The ability of lipidic self-assembly systems to solubilize hydrophobic drugs allows for the enhancement of the delivery of poorly water-soluble drugs. Hydrophobic molecules are incorporated into the lipidic part of the self-assemblies, which alters their structure and surface properties, affecting their dispersibility. The effects of the incorporation of hydrophobic molecules on the structure of aqueous dispersions of amphiphiles should be precisely investigated. However little work has been done regarding the effects of drug incorporation on the surface and internal properties of lipidic self-assemblies. Herein, the effects of the incorporation of the hydrophobic drug, hydrocortisone (HC), on dispersions composed of monoolein (MO), oleic acid (OA), and Pluronic F127 (F127) are investigated. Via Raman spectroscopic analysis, HC was shown to be homogeneously distributed in the particles.

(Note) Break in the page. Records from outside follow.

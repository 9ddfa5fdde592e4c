use sea_orm::ActiveValue::{NotSet, Set};
use sea_orm::{
    ActiveModelTrait, ColumnTrait, ConnectionTrait, EntityTrait, IntoActiveModel, QueryFilter,
    QueryOrder, SqlErr,
};

use crate::entities::prelude::*;
use crate::entities::{poll, poll_option, poll_vote};

use super::PollError;

pub async fn find_poll<C>(conn: &C, poll_id: i32) -> Result<Option<poll::Model>, PollError>
where
    C: ConnectionTrait,
{
    Ok(Poll::find_by_id(poll_id).one(conn).await?)
}

/// Lowest id wins if storage ever holds duplicate identifiers.
pub async fn find_poll_by_identifier<C>(
    conn: &C,
    identifier: &str,
) -> Result<Option<poll::Model>, PollError>
where
    C: ConnectionTrait,
{
    let poll = Poll::find()
        .filter(poll::Column::Identifier.eq(identifier))
        .order_by_asc(poll::Column::Id)
        .one(conn)
        .await?;
    Ok(poll)
}

pub async fn find_option<C>(
    conn: &C,
    option_id: i32,
) -> Result<Option<poll_option::Model>, PollError>
where
    C: ConnectionTrait,
{
    Ok(PollOption::find_by_id(option_id).one(conn).await?)
}

pub async fn list_options<C>(conn: &C, poll_id: i32) -> Result<Vec<poll_option::Model>, PollError>
where
    C: ConnectionTrait,
{
    let options = PollOption::find()
        .filter(poll_option::Column::PollId.eq(poll_id))
        .order_by_asc(poll_option::Column::Weight)
        .order_by_asc(poll_option::Column::Id)
        .all(conn)
        .await?;

    assert!(
        options.windows(2).all(|pair| pair[0].weight <= pair[1].weight),
        "Options must be ordered by weight"
    );
    Ok(options)
}

pub async fn list_polls<C>(conn: &C) -> Result<Vec<poll::Model>, PollError>
where
    C: ConnectionTrait,
{
    let polls = Poll::find()
        .order_by_desc(poll::Column::CreatedAt)
        .order_by_desc(poll::Column::Id)
        .all(conn)
        .await?;
    Ok(polls)
}

pub async fn insert_poll<C>(
    conn: &C,
    identifier: &str,
    title: &str,
    created_at: i64,
) -> Result<poll::Model, PollError>
where
    C: ConnectionTrait,
{
    let row = poll::ActiveModel {
        id: NotSet,
        identifier: Set(identifier.to_string()),
        title: Set(title.to_string()),
        created_at: Set(created_at),
    };

    row.insert(conn).await.map_err(|err| match err.sql_err() {
        Some(SqlErr::UniqueConstraintViolation(_)) => {
            PollError::validation(format!("Poll identifier {identifier} is already in use"))
        }
        _ => PollError::Persistence(err),
    })
}

pub async fn insert_option<C>(
    conn: &C,
    poll_id: i32,
    title: &str,
    weight: i32,
) -> Result<poll_option::Model, PollError>
where
    C: ConnectionTrait,
{
    let row = poll_option::ActiveModel {
        id: NotSet,
        poll_id: Set(poll_id),
        title: Set(title.to_string()),
        weight: Set(weight),
    };
    Ok(row.insert(conn).await?)
}

pub async fn update_option<C>(
    conn: &C,
    existing: poll_option::Model,
    title: &str,
    weight: i32,
) -> Result<poll_option::Model, PollError>
where
    C: ConnectionTrait,
{
    let mut row = existing.into_active_model();
    row.title = Set(title.to_string());
    row.weight = Set(weight);
    Ok(row.update(conn).await?)
}

/// Removes a poll together with its options and votes. Returns false when the
/// poll does not exist.
pub async fn delete_poll<C>(conn: &C, poll_id: i32) -> Result<bool, PollError>
where
    C: ConnectionTrait,
{
    PollVote::delete_many()
        .filter(poll_vote::Column::PollId.eq(poll_id))
        .exec(conn)
        .await?;
    PollOption::delete_many()
        .filter(poll_option::Column::PollId.eq(poll_id))
        .exec(conn)
        .await?;
    let deleted = Poll::delete_by_id(poll_id).exec(conn).await?;

    assert!(deleted.rows_affected <= 1, "Poll id must be unique");
    Ok(deleted.rows_affected == 1)
}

This revealed that the incorporated HC had minimal effects on the lipid packing state in the self-assemblies. The HC-incorporated particles were dispersive for at least 24 h, although aggregation might happen after long incubation (couple of days). Cryogenic transmission electron microscopy images revealed particles with altered inner structure after HC incorporation. HC increased the size of the particles, suggesting that HC could reorganize the molecules in the dispersions. The absolute zeta potential values of the particles decreased by increasing the HC loading, suggesting an increased hydrophobicity of the HC-loaded particles. Laurdan fluorescence analysis revealed that the localized polarity of the dispersions turned to be more hydrophobic with increased HC concentrations. These results suggest that hydrophobic drugs, like HC, certainly influence the surface properties and inner structure of the self-assemblies, resulting in the changes in the particles’ dispersibility. The characterization method using fluorescent probe-based analysis and Raman spectroscopy is effective in revealing how the physicochemical properties of the self-assemblies contribute to understanding the dispersibility of nanocarriers encapsulating hydrophobic drugs.